海外では、一人称というのは一つしか存在しないようです。英語ではI(アイ)。女性でも男性でも一人称はアイであるし、 韓国語ではナヌン(二つあると言われます)。女性でも男性でも同じ一人称を使用しています。
少なくとも、一人称が多様化されている日本語は世界に類をみないといって間違いありません。 日本に限定して進めていきますが、一人称と呼べる言葉は正確には把握されておらず、一般的には男性の場合「僕」、または「俺」、女性の場合は「私、(わたし)」などを用いています。
ビジネスや公の場合では、男性でも私(わたくし、わたし)は用いられ、明確に定義される一人称が存在していません。暗黙の了解、曖昧な、不確定な空気感の中でそれぞれが一人称を用いているところがありますね。
面白いのは、一人称を介して自分自信を表現する自由が日本にはあると言え、限定されていません。言ってしまえば何でもアリな状態。女性でもオレと言ったりする者は存在していて(少数ではありますが)、自己主張の中で、アイデンティティ(自我)を表現する自由があるかのように見えます。
自分がどう見られたいのかで、一人称の使い分けができるといったらわかりやすいでしょうか。さらに言えば、自分を表現する一人称に選択肢があることが幸せであるとも言えますね。
ここで、少し紹介してみたいと思います。 「僕」 「私 」「俺」「わたくし」「あっし」「あちき」「あたい」「おのれ」「せっしゃ」「自分」「ワラ」「オイラ」「わし」「わい」「わて」「おれっち」「おいどん」、おいどん(笑)…。
もちろん今は使われていない一人称もありますが、まだまだ実はあります。ざっと思い浮かんだだけでもこの量。ほんとに何でもアリです。自分をそう表現したければそれでいいという感じです。 まるで、今からでも一人称は作ることができてしまいそうな印象を受けます。
そもそも日本語とはアルタイ語族に属し、トルコ語に通じると言われています(諸説あります)。 にも関わらず、独自に進化を遂げた日本語はまさに神秘的です。日本における言語の発達は、自然神羅万象、歴史や価値観、思想が大きく反映されているのでしょう。
まず、神道という日本独自の概念があります。宗教とは一線を画すとも言える価値観です。八百万の神が存在し、人間は自然の一部であり、自然とともに生き、自然(森羅万象)に還るという価値観。
あらゆる存在を否定することなく、とりあえず受け入れてしまうという価値観は神道からきていると言えます。 よく表現されるのが、いいとこどりの文化。そこにそれがあり、それが素晴らしければなお、認め、迫害も除外もしない。悪であるならばそれは自然淘汰によって包括されていく。多様な見方が生まれることが本質であり自然なことであり、価値観の押し付け合いは意味がなく建設的ではないという思想です。

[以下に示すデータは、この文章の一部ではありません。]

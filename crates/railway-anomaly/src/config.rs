//! How system errors and validation failures are rendered as problem
//! reports.
//!
//! ```toml
//! generate_missing_ids = true
//! instance_base = "https://api.example.com/errors"
//! expose_values = false
//!
//! [validation]
//! title = "Invalid Request"
//! ```

use crate::accumulate::{
    AccumulatingResult, VALIDATION_PROBLEM_STATUS, VALIDATION_PROBLEM_TITLE,
    VALIDATION_PROBLEM_TYPE,
};
use crate::error::AnomalyError;
use crate::problem::ProblemReport;
use crate::system::SystemError;
use serde::{Deserialize, Serialize};
use std::fs;
use std::path::Path;

#[derive(Debug, Clone, PartialEq, Eq, Serialize, Deserialize)]
#[serde(default)]
pub struct ReportConfig {
    /// Stamp a time-derived error id on errors that carry none.
    pub generate_missing_ids: bool,
    /// Use the error id as the report instance when no instance is given.
    pub instance_from_error_id: bool,
    /// Prefix for relative instances.
    pub instance_base: Option<String>,
    /// Put the full formatted line, actual value included, in the detail.
    pub expose_values: bool,
    pub validation: ValidationReportConfig,
}

impl Default for ReportConfig {
    fn default() -> Self {
        Self {
            generate_missing_ids: false,
            instance_from_error_id: false,
            instance_base: None,
            expose_values: false,
            validation: ValidationReportConfig::default(),
        }
    }
}

#[derive(Debug, Clone, PartialEq, Eq, Serialize, Deserialize)]
#[serde(default)]
pub struct ValidationReportConfig {
    pub problem_type: String,
    pub title: String,
    pub status: u16,
}

impl Default for ValidationReportConfig {
    fn default() -> Self {
        Self {
            problem_type: VALIDATION_PROBLEM_TYPE.to_string(),
            title: VALIDATION_PROBLEM_TITLE.to_string(),
            status: VALIDATION_PROBLEM_STATUS,
        }
    }
}

impl ReportConfig {
    pub fn from_toml_str(text: &str) -> Result<Self, AnomalyError> {
        parse(text, "<inline>")
    }

    pub fn load(path: impl AsRef<Path>) -> Result<Self, AnomalyError> {
        let path = path.as_ref();
        let shown = path.display().to_string();
        let text = fs::read_to_string(path).map_err(|source| AnomalyError::ReadConfig {
            path: shown.clone(),
            source,
        })?;
        let config = parse(&text, &shown)?;
        tracing::debug!(path = %shown, "loaded report config");
        Ok(config)
    }

    pub fn render(&self, error: &SystemError, instance: Option<&str>) -> ProblemReport {
        let error = if self.generate_missing_ids && error.error_id().is_none() {
            error.clone().with_generated_id()
        } else {
            error.clone()
        };
        let detail = if self.expose_values {
            error.format()
        } else {
            error.message()
        };
        let instance = self.resolve_instance(instance, error.error_id());
        tracing::trace!(code = error.code(), instance = ?instance, "rendering problem report");
        error
            .to_problem_report(None)
            .with_detail(detail)
            .with_instance_opt(instance)
    }

    /// `None` for a success.
    pub fn render_validation<T>(&self, result: &AccumulatingResult<T>) -> Option<ProblemReport> {
        result.to_problem_report_with(
            &self.validation.problem_type,
            &self.validation.title,
            self.validation.status,
        )
    }

    fn resolve_instance(&self, instance: Option<&str>, error_id: Option<&str>) -> Option<String> {
        let instance = instance.or(if self.instance_from_error_id {
            error_id
        } else {
            None
        })?;
        if is_absolute(instance) {
            return Some(instance.to_string());
        }
        match &self.instance_base {
            Some(base) => Some(format!(
                "{}/{}",
                base.trim_end_matches('/'),
                instance.trim_start_matches('/')
            )),
            None => Some(instance.to_string()),
        }
    }
}

fn parse(text: &str, path: &str) -> Result<ReportConfig, AnomalyError> {
    toml::from_str(text).map_err(|source| AnomalyError::ParseConfig {
        path: path.to_string(),
        source,
    })
}

fn is_absolute(instance: &str) -> bool {
    instance.contains("://") || instance.starts_with("urn:")
}

#[cfg(test)]
mod tests {
    use super::*;
    use crate::system::{ParameterError, ResourceError};
    use crate::validation_error::ValidationError;

    fn not_found() -> SystemError {
        ResourceError::not_found("Order", 42).into()
    }

    #[test]
    fn empty_toml_gives_defaults() {
        let config = ReportConfig::from_toml_str("").expect("empty config");
        assert_eq!(config, ReportConfig::default());
        assert_eq!(config.validation.status, 400);
    }

    #[test]
    fn partial_validation_section_keeps_other_defaults() {
        let config = ReportConfig::from_toml_str(
            r#"
            expose_values = true

            [validation]
            title = "Invalid Request"
            "#,
        )
        .expect("config");
        assert!(config.expose_values);
        assert_eq!(config.validation.title, "Invalid Request");
        assert_eq!(config.validation.problem_type, VALIDATION_PROBLEM_TYPE);
    }

    #[test]
    fn malformed_toml_is_a_parse_error() {
        let error = ReportConfig::from_toml_str("expose_values = 3").expect_err("bad type");
        assert!(matches!(error, AnomalyError::ParseConfig { ref path, .. } if path == "<inline>"));
    }

    #[test]
    fn missing_file_is_a_read_error() {
        let error = ReportConfig::load("/nonexistent/railway/report.toml").expect_err("missing");
        assert!(matches!(error, AnomalyError::ReadConfig { .. }));
        assert!(error.to_string().starts_with("failed to read report config: /nonexistent"));
    }

    #[test]
    fn load_reads_config_from_disk() {
        let path = std::env::temp_dir().join(format!(
            "railway-report-config-{}.toml",
            std::process::id()
        ));
        fs::write(&path, "generate_missing_ids = true\n[validation]\nstatus = 422\n")
            .expect("config should be written");
        let loaded = ReportConfig::load(&path);
        let _ = fs::remove_file(&path);

        let config = loaded.expect("config loads");
        assert!(config.generate_missing_ids);
        assert_eq!(config.validation.status, 422);
    }

    #[test]
    fn detail_hides_values_unless_exposed() {
        let error: SystemError = ParameterError::unsupported_value("mode", "turbo").into();
        let hidden = ReportConfig::default().render(&error, None);
        assert_eq!(hidden.detail.as_deref(), Some("mode: Parameter value is not supported"));

        let config = ReportConfig {
            expose_values: true,
            ..ReportConfig::default()
        };
        let shown = config.render(&error, None);
        assert_eq!(
            shown.detail.as_deref(),
            Some("[UNSUPPORTED_VALUE] mode: Parameter value is not supported (actual value: turbo)")
        );
    }

    #[test]
    fn relative_instances_join_the_base() {
        let config = ReportConfig {
            instance_base: Some("https://api.example.com/errors/".into()),
            ..ReportConfig::default()
        };
        let report = config.render(&not_found(), Some("/orders/42"));
        assert_eq!(
            report.instance.as_deref(),
            Some("https://api.example.com/errors/orders/42")
        );
        let report = config.render(&not_found(), Some("urn:order:42"));
        assert_eq!(report.instance.as_deref(), Some("urn:order:42"));
    }

    #[test]
    fn error_id_can_stand_in_for_instance() {
        let config = ReportConfig {
            generate_missing_ids: true,
            instance_from_error_id: true,
            ..ReportConfig::default()
        };
        let report = config.render(&not_found(), None);
        assert!(report.instance.is_some_and(|id| id.starts_with("6001-")));

        let report = ReportConfig::default().render(&not_found().with_error_id("6001-9"), None);
        assert_eq!(report.instance, None);
        assert_eq!(report.status, Some(404));
    }

    #[test]
    fn validation_reports_use_configured_envelope() {
        let config = ReportConfig::from_toml_str("[validation]\nstatus = 422").expect("config");
        let failed: AccumulatingResult<()> = AccumulatingResult::failure(ValidationError::required("email"));
        let report = config.render_validation(&failed).expect("failure report");
        assert_eq!(report.status, Some(422));
        assert_eq!(report.detail.as_deref(), Some("email: Required field is missing"));
        assert_eq!(config.render_validation(&AccumulatingResult::success(1)), None);
    }
}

要するに言語における一人称も名乗ってしまえばそれが一人称であり、一人称は一つだと限定されることなく広がり定着していったと言えます…。強制されないわけです。 敬語が生まれたのも、自分の立場を相手に伝える一つのツールとして作り出されたのであろうし、そう考えればその人が考える自分の表現の仕方や立場に独自の哲学が含まれていたのかもしれません。
自分をオレと名乗ろうが、私と名乗ろうが、本人がそう名乗るのだから、それ以外に言いようがなくて、否定する必要もないということ。 ただそれだけのことなのではないでしょうか。そしてそれが残っていったに過ぎないということ。
日本において、苗字が多いのも、森羅万象の中で自分が生きている場所や哲学を通して多様に表現していますし、古来から渡来文化や人を認め共生し受け入れ、和合していった結果、ありとあらゆるものが日本的なエッセンスを組み入れて残っています。それが日本であって、その精神性が今日まで日本は受け継がれてきたと言えるのでしょう。 漢字を使い、ひらがなを使い、カタカナを使い、ローマ字(数字)を使う…。
これは世界に類をみない日本独自の言語発達です。 発達というより変化といえますね。多様なものが存在するところに発祥の種があるという見方もできます。 日本語は地球上においても奇跡的に言語の本質を残したまま現代に生きています。
まさにこれが日本精神の象徴であり、一人称ということをクローズアップすればなぜ?という問いに行き着きますが、 全体を見れば一人称が多くある、この日本語自体が何も不思議なことはなく自然なことであると思えてきます。
そう、そこに木があり森になるように、一人称がたくさん増え多様化した。ただそういうことに過ぎないんだと。それが「日本で発達した日本語の一人称である」、ということなんだと言えるのでしょうね。